The crevice tool was long enough for some of the nooks and crannies, but when it wasn’t, I turned to the big crevice tool. This significantly longer version is also bendy, so it could effectively reach deep down in the crevices at the sides of the seats. My car was left cleaner than it’s been in months!
Back in the house, the upholstery tool and upholstery power setting combined was just the ticket for sprucing up my sofas and cushions. Meanwhile, my avid hatred of dusting led me to using the dusting brush to remove dust and cobwebs from several surfaces around the house. I loved having all the tools attached to handle so I could switch between them as I worked my way around a room.
I don’t think this is a noisy vacuum, on the highest suction level I measured the sound at around 80dB on hard floors and 73dB on carpet. Meanwhile, the lowest suction level hit 68 dB on hard floors, and 65dB on carpet.
How does it compare to similiar vacuums?
If you have pets, this model won’t fit the bill. But take a look at the Miele Complete C3 Cat & Dog instead. Its RRP of £389 will require you to increase your budget, but it’s hard to put a price on the ability to remove all that fusty pet hair from your home. The downside is that it’s not so compact.
If easy storage is top of your priority list you might want to consider a cordless stick vacuum like the Shark Stratos IZ420UKT. As is the case for most cordless vacuums, it’s not cheap at almost £500. But its slim stature will slot neatly into narrow storage spaces. And, importantly, it’s a great performer that’ll give you a reliable clean. If you want snazzier features, then you might want to read up on how this brand shapes up against one of the fancier brands out there in our Dyson vs Miele head-to-head feature.
Cleaning and maintenance
Because this vacuum takes dust bags, there are no dust clouds polluting your home every time you empty it, which makes emptying far more pleasant. Furthermore, it doesn’t need emptying frequently. And the handy indicator on top lets you know when the bag is getting full.

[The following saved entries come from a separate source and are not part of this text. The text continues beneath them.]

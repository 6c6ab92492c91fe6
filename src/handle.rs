//! The file handle: lifecycle, header validation, and the open-mode state
//! machine (spec.md §4.2, §4.5, §4.8).

use std::path::Path;

use gsd_io::file::FileBackend;
use gsd_io::PositionalIo;
use log::*;

use crate::error::{GsdError, Result};
use crate::index::{Index, LoadMode};
use crate::layout::{Header, INITIAL_INDEX_ENTRIES, INITIAL_NAMELIST_ENTRIES};
use crate::namelist::Namelist;
use crate::types::{version_supported, Version, CURRENT_VERSION};

/// How a file was opened, which bounds which operations are legal
/// (spec.md §4.2, §4.8).
#[derive(Debug, Clone, Copy, PartialEq, Eq)]
pub enum OpenMode {
    /// No writes; reads and queries only.
    ReadOnly,
    /// Reads and writes against an existing file.
    ReadWrite,
    /// Writes only; no reads, no `find_chunk` (spec.md §4.8).
    Append,
}

pub struct GsdFile {
    io: Box<dyn PositionalIo>,
    mode: OpenMode,
    header: Header,
    index: Index,
    namelist: Namelist,
    file_size: u64,
    cur_frame: u64,
}

impl std::fmt::Debug for GsdFile {
    fn fmt(&self, f: &mut std::fmt::Formatter<'_>) -> std::fmt::Result {
        f.debug_struct("GsdFile")
            .field("mode", &self.mode)
            .field("header", &self.header)
            .field("index", &self.index)
            .field("namelist", &self.namelist)
            .field("file_size", &self.file_size)
            .field("cur_frame", &self.cur_frame)
            .finish()
    }
}

impl GsdFile {
    /// Create a new, empty file on disk: header, an empty index block sized
    /// to `INITIAL_INDEX_ENTRIES`, and an empty namelist block sized to
    /// `INITIAL_NAMELIST_ENTRIES` (spec.md §4.1).
    pub fn create(
        path: &Path,
        application: &str,
        schema: &str,
        schema_version: u32,
    ) -> Result<()> {
        let header = Header::new(application, schema, schema_version, CURRENT_VERSION.0);
        let total_len = header.namelist_location
            + header.namelist_allocated_entries * crate::layout::NAMELIST_ENTRY_SIZE as u64;
        let mut backend = FileBackend::create(path)?;
        backend.set_len(total_len)?;
        backend.pwrite_all(0, &header.to_bytes())?;
        backend.sync()?;
        info!(
            "created {} ({} index slots, {} namelist slots)",
            path.display(),
            INITIAL_INDEX_ENTRIES,
            INITIAL_NAMELIST_ENTRIES
        );
        Ok(())
    }

    /// Create a new file and open it in one step. `mode` must not be
    /// `ReadOnly` — there would be nothing to read from a file that was
    /// just created empty (spec.md §7 reserves `FileMustBeWritable` for
    /// exactly this call).
    pub fn create_and_open(
        path: &Path,
        application: &str,
        schema: &str,
        schema_version: u32,
        mode: OpenMode,
    ) -> Result<Self> {
        if mode == OpenMode::ReadOnly {
            return Err(GsdError::FileMustBeWritable(
                "create_and_open cannot be called with OpenMode::ReadOnly".into(),
            ));
        }
        Self::create(path, application, schema, schema_version)?;
        Self::open(path, mode)
    }

    /// Open an existing file, validating the header and loading the index
    /// and namelist per spec.md §4.2 and §4.5.
    pub fn open(path: &Path, mode: OpenMode) -> Result<Self> {
        let writable = mode != OpenMode::ReadOnly;
        let mut io: Box<dyn PositionalIo> = Box::new(FileBackend::open(path, writable)?);

        let mut header_buf = [0u8; crate::layout::HEADER_SIZE];
        io.pread_all(0, &mut header_buf)?;
        let header = Header::from_bytes(&header_buf)?;

        if header.magic != crate::layout::MAGIC {
            return Err(GsdError::InvalidFile(format!(
                "{} is not a GSD file (bad magic)",
                path.display()
            )));
        }
        let version = Version(header.version);
        if !version_supported(version) {
            return Err(GsdError::InvalidFile(format!(
                "unsupported file version {}.{}",
                version.major(),
                version.minor()
            )));
        }

        let file_size = io.len()?;
        let load_mode = match mode {
            OpenMode::ReadOnly => LoadMode::ReadOnly,
            OpenMode::ReadWrite => LoadMode::ReadWrite,
            OpenMode::Append => LoadMode::Append,
        };
        let (index, last) = Index::open(
            io.as_mut(),
            header.index_location,
            header.index_allocated_entries,
            file_size,
            load_mode,
        )?;
        let cur_frame = last.map(|e| e.frame + 1).unwrap_or(0);

        let namelist = Namelist::load(
            io.as_mut(),
            header.namelist_location,
            header.namelist_allocated_entries,
        )?;

        debug!(
            "opened {} mode={:?} nframes={} namelist_entries={}",
            path.display(),
            mode,
            cur_frame,
            namelist.num_entries()
        );

        Ok(GsdFile {
            io,
            mode,
            header,
            index,
            namelist,
            file_size,
            cur_frame,
        })
    }

    /// Reinitialize a writable file to zero frames, keeping its application
    /// and schema identity (spec.md §4.1).
    pub fn truncate(&mut self) -> Result<()> {
        self.require_writable("truncate")?;
        let fresh = Header::new(
            &self.header.application_str(),
            &self.header.schema_str(),
            self.header.schema_version,
            self.header.version,
        );
        let total_len = fresh.namelist_location
            + fresh.namelist_allocated_entries * crate::layout::NAMELIST_ENTRY_SIZE as u64;
        self.io.set_len(total_len)?;
        self.io.pwrite_all(0, &fresh.to_bytes())?;
        self.io.sync()?;
        self.file_size = total_len;
        self.header = fresh;
        let load_mode = match self.mode {
            OpenMode::ReadWrite => LoadMode::ReadWrite,
            OpenMode::Append => LoadMode::Append,
            OpenMode::ReadOnly => unreachable!("require_writable rejects read-only handles"),
        };
        let (index, _) = Index::open(
            self.io.as_mut(),
            self.header.index_location,
            self.header.index_allocated_entries,
            self.file_size,
            load_mode,
        )?;
        self.index = index;
        self.namelist = Namelist::load(
            self.io.as_mut(),
            self.header.namelist_location,
            self.header.namelist_allocated_entries,
        )?;
        self.cur_frame = 0;
        Ok(())
    }

    pub fn close(mut self) -> Result<()> {
        self.io.sync()?;
        Ok(())
    }

    pub fn mode(&self) -> OpenMode {
        self.mode
    }

    pub fn application(&self) -> String {
        self.header.application_str()
    }

    pub fn schema(&self) -> String {
        self.header.schema_str()
    }

    pub fn schema_version(&self) -> u32 {
        self.header.schema_version
    }

    pub fn version(&self) -> Version {
        Version(self.header.version)
    }

    pub(crate) fn require_writable(&self, op: &str) -> Result<()> {
        if self.mode == OpenMode::ReadOnly {
            return Err(GsdError::InvalidArgument(format!(
                "cannot {} a file opened read-only",
                op
            )));
        }
        Ok(())
    }

    pub(crate) fn require_readable(&self, op: &str) -> Result<()> {
        if self.mode == OpenMode::Append {
            return Err(GsdError::InvalidArgument(format!(
                "cannot {} a file opened in append mode",
                op
            )));
        }
        Ok(())
    }

    pub(crate) fn io_mut(&mut self) -> &mut dyn PositionalIo {
        self.io.as_mut()
    }

    pub(crate) fn io_and_index_mut(&mut self) -> (&mut dyn PositionalIo, &mut Index) {
        (self.io.as_mut(), &mut self.index)
    }

    pub(crate) fn io_and_namelist_mut(&mut self) -> (&mut dyn PositionalIo, &mut Namelist) {
        (self.io.as_mut(), &mut self.namelist)
    }

    pub(crate) fn io_index_header_mut(
        &mut self,
    ) -> (&mut dyn PositionalIo, &mut Index, &mut Header) {
        (self.io.as_mut(), &mut self.index, &mut self.header)
    }

    pub(crate) fn header(&self) -> &Header {
        &self.header
    }

    pub(crate) fn header_mut(&mut self) -> &mut Header {
        &mut self.header
    }

    pub(crate) fn index(&self) -> &Index {
        &self.index
    }

    pub(crate) fn index_mut(&mut self) -> &mut Index {
        &mut self.index
    }

    pub(crate) fn namelist(&self) -> &Namelist {
        &self.namelist
    }

    pub(crate) fn namelist_mut(&mut self) -> &mut Namelist {
        &mut self.namelist
    }

    pub(crate) fn file_size(&self) -> u64 {
        self.file_size
    }

    pub(crate) fn set_file_size(&mut self, size: u64) {
        self.file_size = size;
    }

    pub(crate) fn cur_frame(&self) -> u64 {
        self.cur_frame
    }

    pub(crate) fn set_cur_frame(&mut self, frame: u64) {
        self.cur_frame = frame;
    }
}
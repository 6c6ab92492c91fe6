//! Chunk read/write API (spec.md §4.6, §4.8): `write_chunk`, `end_frame`,
//! `find_chunk`, `read_chunk`, `find_matching_chunk_name`, `nframes`.

use crate::error::{GsdError, Result};
use crate::handle::GsdFile;
use crate::layout::IndexEntry;
use crate::types::sizeof_tag;

impl GsdFile {
    /// Number of complete frames currently in the file.
    pub fn nframes(&self) -> u64 {
        self.cur_frame()
    }

    /// Append one chunk's data to the current (not yet committed) frame.
    /// The name is interned on first use; `M` must be nonzero and `data`
    /// must be exactly `N * M * sizeof(type)` bytes (spec.md §4.6, §4.7).
    /// `N == 0` is accepted and stores an empty chunk.
    pub fn write_chunk(&mut self, name: &str, type_tag: u8, n: u64, m: u32, data: &[u8]) -> Result<()> {
        self.require_writable("write_chunk")?;
        if m == 0 {
            return Err(GsdError::InvalidArgument("M must be nonzero".into()));
        }
        let elem_size = sizeof_tag(type_tag);
        if elem_size == 0 {
            return Err(GsdError::InvalidArgument(format!(
                "unknown element type tag {}",
                type_tag
            )));
        }
        let expected_len = n as usize * m as usize * elem_size;
        if data.len() != expected_len {
            return Err(GsdError::InvalidArgument(format!(
                "data length {} does not match N*M*sizeof(type) = {}",
                data.len(),
                expected_len
            )));
        }

        let (io, namelist) = self.io_and_namelist_mut();
        let id = namelist.intern(io, name, true)?;

        let location = self.file_size();
        if !data.is_empty() {
            self.io_mut().pwrite_all(location, data)?;
        }
        let frame = self.cur_frame();
        let entry = IndexEntry {
            frame,
            n,
            location,
            m,
            id,
            type_tag,
            flags: 0,
        };

        let written_file_size = location + data.len() as u64;
        let (io, index, header) = self.io_index_header_mut();
        index.insert(io, header, written_file_size, entry)?;

        let actual_len = self.io_mut().len()?;
        self.set_file_size(actual_len);
        Ok(())
    }

    /// Commit the current frame: flush its chunk data, its index entries,
    /// and any newly interned names, then advance to the next frame
    /// (spec.md §4.6, §5). Every `write_chunk` call since the previous
    /// `end_frame` becomes durable and visible to readers as one unit.
    pub fn end_frame(&mut self) -> Result<()> {
        self.require_writable("end_frame")?;
        self.io_mut().sync()?;
        let (io, index) = self.io_and_index_mut();
        index.commit(io)?;
        io.sync()?;
        self.namelist_mut().clear_needs_sync();
        self.set_cur_frame(self.cur_frame() + 1);
        Ok(())
    }

    /// Look up the entry for `name` at `frame`. Returns `Ok(None)` rather
    /// than an error both when `frame >= nframes()` and when `name` was
    /// never interned (spec.md §4.6).
    pub fn find_chunk(&self, frame: u64, name: &str) -> Result<Option<IndexEntry>> {
        self.require_readable("find_chunk")?;
        if frame >= self.nframes() {
            return Ok(None);
        }
        let id = match self.namelist().find(name) {
            Some(id) => id,
            None => return Ok(None),
        };
        Ok(self.index().find(frame, id))
    }

    /// Read a chunk's payload into `out`, which must be exactly
    /// `entry.payload_size()` bytes. Validates the entry's type, that it is
    /// actually used, and that its payload lies inside the file, then
    /// requires the read to fill `out` completely (spec.md §4.6).
    pub fn read_chunk(&mut self, entry: &IndexEntry, out: &mut [u8]) -> Result<()> {
        self.require_readable("read_chunk")?;
        if sizeof_tag(entry.type_tag) == 0 {
            return Err(GsdError::InvalidArgument(format!(
                "unknown element type tag {}",
                entry.type_tag
            )));
        }
        if entry.location == 0 {
            return Err(GsdError::NotFound("chunk entry is unused".into()));
        }
        let expected = entry.payload_size();
        let file_size = self.file_size();
        if entry.location + expected > file_size {
            return Err(GsdError::CorruptFile(format!(
                "chunk payload [{}, {}) extends past file size {}",
                entry.location,
                entry.location + expected,
                file_size
            )));
        }
        if out.len() as u64 != expected {
            return Err(GsdError::InvalidArgument(format!(
                "output buffer is {} bytes, chunk payload is {} bytes",
                out.len(),
                expected
            )));
        }
        if expected == 0 {
            return Ok(());
        }
        let done = self.io_mut().pread_all(entry.location, out)?;
        if done as u64 != expected {
            return Err(GsdError::Io(format!(
                "short read at offset {}: got {} of {} bytes",
                entry.location, done, expected
            )));
        }
        Ok(())
    }

    /// Next interned name starting with `prefix`, strictly after `previous`
    /// in interning order (spec.md §4.3, §4.6). `previous = None` starts
    /// from the beginning.
    pub fn find_matching_chunk_name(&self, prefix: &str, previous: Option<u16>) -> Result<Option<(u16, &str)>> {
        self.require_readable("find_matching_chunk_name")?;
        Ok(self.namelist().find_matching(prefix, previous))
    }
}
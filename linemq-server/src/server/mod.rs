//! Line-oriented TCP transport.
//!
//! The engine's contract with any transport is "accept a line of text,
//! return a line of text"; this module is the one delivery of it the server
//! ships: one task per connection, responses written in request order. The
//! health endpoint answers the sentinel's `PING` with `PONG`.

use crate::core::CommandEngine;
use std::sync::Arc;
use tokio::io::{AsyncBufReadExt, AsyncWriteExt, BufReader};
use tokio::net::{TcpListener, TcpStream};
use tracing::{debug, error, info, warn};

/// Accept client connections forever, one session task each.
pub async fn serve_clients(listener: TcpListener, engine: Arc<CommandEngine>) {
    loop {
        match listener.accept().await {
            Ok((stream, addr)) => {
                debug!(%addr, "client connected");
                let engine = Arc::clone(&engine);
                tokio::spawn(async move {
                    if let Err(e) = client_session(stream, engine).await {
                        debug!(%addr, error = %e, "client session closed with error");
                    }
                    debug!(%addr, "client disconnected");
                });
            }
            Err(e) => warn!(error = %e, "failed to accept client connection"),
        }
    }
}

/// One client session: command line in, response line out, in order.
///
/// Protocol and state errors come back as `ERROR:` lines and keep the
/// session open; a log I/O failure means the command cannot be safely
/// acknowledged, so the session is closed without a response.
async fn client_session(stream: TcpStream, engine: Arc<CommandEngine>) -> std::io::Result<()> {
    let (read_half, mut write_half) = stream.into_split();
    let mut lines = BufReader::new(read_half).lines();

    while let Some(line) = lines.next_line().await? {
        if line.trim().is_empty() {
            continue;
        }
        match engine.apply(&line, true).await {
            Ok(response) => {
                write_half
                    .write_all(format!("{}\n", response).as_bytes())
                    .await?;
            }
            Err(e) => {
                error!(error = %e, "durability failure, dropping client connection");
                break;
            }
        }
    }
    Ok(())
}

/// Health endpoint: a bare `PING` line is answered with a bare `PONG` line.
/// Anything else is ignored.
pub async fn serve_health(listener: TcpListener) {
    info!(addr = ?listener.local_addr().ok(), "health endpoint listening");
    loop {
        match listener.accept().await {
            Ok((stream, _addr)) => {
                tokio::spawn(async move {
                    let _ = health_session(stream).await;
                });
            }
            Err(e) => warn!(error = %e, "failed to accept health connection"),
        }
    }
}

async fn health_session(stream: TcpStream) -> std::io::Result<()> {
    let (read_half, mut write_half) = stream.into_split();
    let mut lines = BufReader::new(read_half).lines();
    while let Some(line) = lines.next_line().await? {
        if line.trim().eq_ignore_ascii_case("PING") {
            write_half.write_all(b"PONG\n").await?;
        }
    }
    Ok(())
}

#[cfg(test)]
mod tests {
    use super::*;

    async fn start_server() -> (tempfile::TempDir, std::net::SocketAddr) {
        let dir = tempfile::tempdir().unwrap();
        let engine = Arc::new(
            CommandEngine::open(dir.path().join("commands.log"))
                .await
                .unwrap(),
        );
        let listener = TcpListener::bind("127.0.0.1:0").await.unwrap();
        let addr = listener.local_addr().unwrap();
        tokio::spawn(serve_clients(listener, engine));
        (dir, addr)
    }

    async fn roundtrip(
        lines: &mut tokio::io::Lines<BufReader<tokio::net::tcp::OwnedReadHalf>>,
        write_half: &mut tokio::net::tcp::OwnedWriteHalf,
        command: &str,
    ) -> String {
        write_half
            .write_all(format!("{}\n", command).as_bytes())
            .await
            .unwrap();
        lines.next_line().await.unwrap().unwrap()
    }

    #[tokio::test]
    async fn test_client_session_scenario() {
        let (_dir, addr) = start_server().await;
        let stream = TcpStream::connect(addr).await.unwrap();
        let (read_half, mut write_half) = stream.into_split();
        let mut lines = BufReader::new(read_half).lines();

        assert_eq!(
            roundtrip(&mut lines, &mut write_half, "CREATE a").await,
            "OK: queue created"
        );
        assert_eq!(
            roundtrip(&mut lines, &mut write_half, "PUBLISH a hello world").await,
            "OK: message published"
        );
        assert_eq!(
            roundtrip(&mut lines, &mut write_half, "CONSUME a").await,
            "MESSAGE: hello world"
        );
        assert_eq!(
            roundtrip(&mut lines, &mut write_half, "CONSUME a").await,
            "NO_MESSAGE"
        );
        assert_eq!(
            roundtrip(&mut lines, &mut write_half, "DROP a").await,
            "OK: queue deleted"
        );
        assert_eq!(
            roundtrip(&mut lines, &mut write_half, "CONSUME a").await,
            "ERROR: queue does not exist"
        );
    }

    #[tokio::test]
    async fn test_protocol_errors_keep_session_open() {
        let (_dir, addr) = start_server().await;
        let stream = TcpStream::connect(addr).await.unwrap();
        let (read_half, mut write_half) = stream.into_split();
        let mut lines = BufReader::new(read_half).lines();

        assert_eq!(
            roundtrip(&mut lines, &mut write_half, "NONSENSE a").await,
            "ERROR: unknown command"
        );
        assert_eq!(
            roundtrip(&mut lines, &mut write_half, "CREATE").await,
            "ERROR: invalid command format"
        );
        assert_eq!(
            roundtrip(&mut lines, &mut write_half, "CREATE a").await,
            "OK: queue created"
        );
    }

    #[tokio::test]
    async fn test_sessions_are_independent() {
        let (_dir, addr) = start_server().await;

        let first = TcpStream::connect(addr).await.unwrap();
        let (r1, mut w1) = first.into_split();
        let mut l1 = BufReader::new(r1).lines();
        assert_eq!(
            roundtrip(&mut l1, &mut w1, "PUBLISH shared from-first").await,
            "OK: message published"
        );
        drop(w1);

        // A second connection sees state from the first.
        let second = TcpStream::connect(addr).await.unwrap();
        let (r2, mut w2) = second.into_split();
        let mut l2 = BufReader::new(r2).lines();
        assert_eq!(
            roundtrip(&mut l2, &mut w2, "CONSUME shared").await,
            "MESSAGE: from-first"
        );
    }

    #[tokio::test]
    async fn test_health_endpoint_ignores_noise() {
        let listener = TcpListener::bind("127.0.0.1:0").await.unwrap();
        let addr = listener.local_addr().unwrap();
        tokio::spawn(serve_health(listener));

        let stream = TcpStream::connect(addr).await.unwrap();
        let (read_half, mut write_half) = stream.into_split();
        let mut lines = BufReader::new(read_half).lines();

        write_half.write_all(b"HELLO\nping\n").await.unwrap();
        assert_eq!(lines.next_line().await.unwrap().as_deref(), Some("PONG"));
    }
}
use anyhow::Result;
use clap::{Parser, Subcommand};
use linemq_server::{
    CommandEngine, NodeConfig, ReplicaNode, ReplicationMaster, Sentinel, server,
};
use std::net::SocketAddr;
use std::path::PathBuf;
use std::sync::Arc;
use tokio::net::TcpListener;
use tracing::info;

#[derive(Parser)]
#[command(name = "linemq-server", version, about = "minimal distributed message broker")]
struct Cli {
    /// YAML configuration file; defaults apply for anything omitted.
    #[arg(short, long)]
    config: Option<PathBuf>,

    #[command(subcommand)]
    role: Role,
}

#[derive(Subcommand)]
enum Role {
    /// Serve clients, persist the command log, ship it to replicas.
    Master {
        #[arg(long)]
        client_addr: Option<SocketAddr>,
        #[arg(long)]
        replication_addr: Option<SocketAddr>,
        #[arg(long)]
        log_path: Option<PathBuf>,
    },
    /// Follow a master's log stream and answer health probes.
    Replica {
        #[arg(long)]
        master_addr: Option<SocketAddr>,
        #[arg(long)]
        health_addr: Option<SocketAddr>,
        #[arg(long)]
        log_path: Option<PathBuf>,
    },
    /// Watch master liveness and elect a promotion candidate.
    Sentinel {
        #[arg(long)]
        master_addr: Option<SocketAddr>,
    },
}

#[tokio::main]
async fn main() -> Result<()> {
    let cli = Cli::parse();
    let mut config = match &cli.config {
        Some(path) => NodeConfig::from_file(path)?,
        None => NodeConfig::default(),
    };

    tracing_subscriber::fmt()
        .with_env_filter(
            tracing_subscriber::EnvFilter::try_from_default_env()
                .unwrap_or_else(|_| tracing_subscriber::EnvFilter::new(config.logging.level.clone())),
        )
        .init();

    info!("starting linemq-server v{}", env!("CARGO_PKG_VERSION"));

    match cli.role {
        Role::Master {
            client_addr,
            replication_addr,
            log_path,
        } => {
            if let Some(addr) = client_addr {
                config.master.client_address = addr;
            }
            if let Some(addr) = replication_addr {
                config.master.replication.listen_address = addr;
            }
            if let Some(path) = log_path {
                config.master.log_path = path;
            }
            run_master(config).await
        }
        Role::Replica {
            master_addr,
            health_addr,
            log_path,
        } => {
            if let Some(addr) = master_addr {
                config.replica.replication.master_address = addr;
            }
            if let Some(addr) = health_addr {
                config.replica.health_address = addr;
            }
            if let Some(path) = log_path {
                config.replica.log_path = path;
            }
            run_replica(config).await
        }
        Role::Sentinel { master_addr } => {
            if let Some(addr) = master_addr {
                config.sentinel.master_address = addr;
            }
            run_sentinel(config).await
        }
    }
}

async fn run_master(config: NodeConfig) -> Result<()> {
    let engine = Arc::new(CommandEngine::open(&config.master.log_path).await?);

    let master =
        ReplicationMaster::start(config.master.replication.clone(), Arc::clone(engine.log()))
            .await?;
    info!(replication = %master.local_addr(), "replication port ready");

    let listener = TcpListener::bind(config.master.client_address).await?;
    info!(clients = %listener.local_addr()?, "master serving clients");
    server::serve_clients(listener, engine).await;
    Ok(())
}

async fn run_replica(config: NodeConfig) -> Result<()> {
    let engine = Arc::new(CommandEngine::open(&config.replica.log_path).await?);

    let _replica = ReplicaNode::start(config.replica.replication.clone(), Arc::clone(&engine));

    let listener = TcpListener::bind(config.replica.health_address).await?;
    info!(health = %listener.local_addr()?, "replica answering health probes");
    server::serve_health(listener).await;
    Ok(())
}

async fn run_sentinel(config: NodeConfig) -> Result<()> {
    let sentinel = Sentinel::new(config.sentinel.clone());
    info!(
        master = %config.sentinel.master_address,
        candidates = config.sentinel.candidates.len(),
        "sentinel watching master"
    );
    sentinel.run().await;
    Ok(())
}
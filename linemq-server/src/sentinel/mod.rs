//! Failover watchdog.
//!
//! Probes the master on a fixed interval and, when it looks dead, ranks the
//! configured candidate replicas by liveness and static priority to pick a
//! promotion target. The output is a decision, not an enactment: nothing
//! here promotes the candidate, rewires routing, or guards against a
//! resurrected master. Enactment is explicitly out of scope.

use serde::{Deserialize, Serialize};
use std::net::SocketAddr;
use std::time::Duration;
use tokio::io::{AsyncBufReadExt, AsyncWriteExt, BufReader};
use tokio::net::TcpStream;
use tracing::{debug, info, warn};

/// A known replica: address of its health endpoint plus a static priority.
#[derive(Debug, Clone, PartialEq, Eq, Serialize, Deserialize)]
pub struct CandidateNode {
    pub address: SocketAddr,
    pub priority: u32,
}

impl CandidateNode {
    /// Liveness check: PING over the candidate's health port, expect PONG
    /// within the timeout.
    pub async fn is_alive(&self, timeout: Duration) -> bool {
        let probe = async {
            let mut stream = TcpStream::connect(self.address).await.ok()?;
            stream.write_all(b"PING\n").await.ok()?;
            stream.flush().await.ok()?;
            let mut reader = BufReader::new(stream);
            let mut reply = String::new();
            reader.read_line(&mut reply).await.ok()?;
            Some(reply.trim().eq_ignore_ascii_case("PONG"))
        };
        matches!(tokio::time::timeout(timeout, probe).await, Ok(Some(true)))
    }
}

#[derive(Debug, Clone, Serialize, Deserialize)]
#[serde(default)]
pub struct SentinelConfig {
    /// Master's client port; a successful bounded-timeout connect counts as
    /// alive.
    pub master_address: SocketAddr,

    /// Seconds between probe cycles.
    pub probe_interval_secs: u64,

    /// Bounded timeout for every connect attempt, in milliseconds.
    pub connect_timeout_ms: u64,

    /// Candidate replicas eligible for promotion.
    pub candidates: Vec<CandidateNode>,
}

impl Default for SentinelConfig {
    fn default() -> Self {
        Self {
            master_address: "127.0.0.1:9999".parse().unwrap(),
            probe_interval_secs: 5,
            connect_timeout_ms: 2000,
            candidates: Vec::new(),
        }
    }
}

/// Outcome of one probe cycle.
#[derive(Debug, Clone, PartialEq, Eq)]
pub enum ProbeOutcome {
    MasterAlive,
    /// Master unreachable; this is the elected promotion candidate.
    Promote(CandidateNode),
    /// Master unreachable and no candidate responded.
    NoCandidate,
}

pub struct Sentinel {
    config: SentinelConfig,
}

impl Sentinel {
    pub fn new(config: SentinelConfig) -> Self {
        Self { config }
    }

    /// Run probe cycles forever on the configured interval.
    pub async fn run(&self) {
        let mut interval =
            tokio::time::interval(Duration::from_secs(self.config.probe_interval_secs));
        loop {
            interval.tick().await;
            match self.cycle().await {
                ProbeOutcome::MasterAlive => debug!("master alive"),
                ProbeOutcome::Promote(candidate) => {
                    // Decision only; promotion is not enacted here.
                    warn!(
                        candidate = %candidate.address,
                        priority = candidate.priority,
                        "master down, elected promotion candidate"
                    );
                }
                ProbeOutcome::NoCandidate => {
                    warn!("master down, no candidate available");
                }
            }
        }
    }

    /// One probe cycle: check the master, elect on failure.
    pub async fn cycle(&self) -> ProbeOutcome {
        if self.master_alive().await {
            return ProbeOutcome::MasterAlive;
        }
        info!(master = %self.config.master_address, "master unreachable, starting election");
        match self.elect().await {
            Some(candidate) => ProbeOutcome::Promote(candidate),
            None => ProbeOutcome::NoCandidate,
        }
    }

    async fn master_alive(&self) -> bool {
        let timeout = Duration::from_millis(self.config.connect_timeout_ms);
        tokio::time::timeout(timeout, TcpStream::connect(self.config.master_address))
            .await
            .map(|r| r.is_ok())
            .unwrap_or(false)
    }

    /// Probe every candidate and pick the best responder.
    pub async fn elect(&self) -> Option<CandidateNode> {
        let timeout = Duration::from_millis(self.config.connect_timeout_ms);
        let mut alive = Vec::new();
        for candidate in &self.config.candidates {
            if candidate.is_alive(timeout).await {
                alive.push(candidate);
            } else {
                debug!(candidate = %candidate.address, "candidate not responding");
            }
        }
        best_candidate(alive).cloned()
    }
}

/// Highest static priority wins; ties break deterministically on the
/// lexicographically smallest address.
fn best_candidate<'a, I>(alive: I) -> Option<&'a CandidateNode>
where
    I: IntoIterator<Item = &'a CandidateNode>,
{
    alive.into_iter().reduce(|best, c| {
        if c.priority > best.priority
            || (c.priority == best.priority
                && c.address.to_string() < best.address.to_string())
        {
            c
        } else {
            best
        }
    })
}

The motor protection filter and the exhaust filter are easily accessible, when you open the top of the vacuum. And changing them is a breeze, the exhaust filter only needs changing yearly. The motor protection filter should be changed every time you change the bag, and since these filters come with the bags, it’s easy to remember to do this.
Should you buy the Miele Compact C2 Flex?
I’ve made no secret of the fact that I’m a fan of a bagged vacuum and I also believe the positives of a corded vacuum can, in many circumstances, outweigh the negatives. Add to this, the fact that it did a great job cleaning my home, means that in my opinion this is a cleaning appliance that is absolutely worth your money.
It’s not tiny, but it’s nicely compact and I believe it’s good value for money. Like I’ve said, it’s not for pet owners. But it can cope with multiple floor types and provide a reliable clean. I was particularly impressed with its suction power along edges like kickboards and skirting boards - something not all vacuums are good at.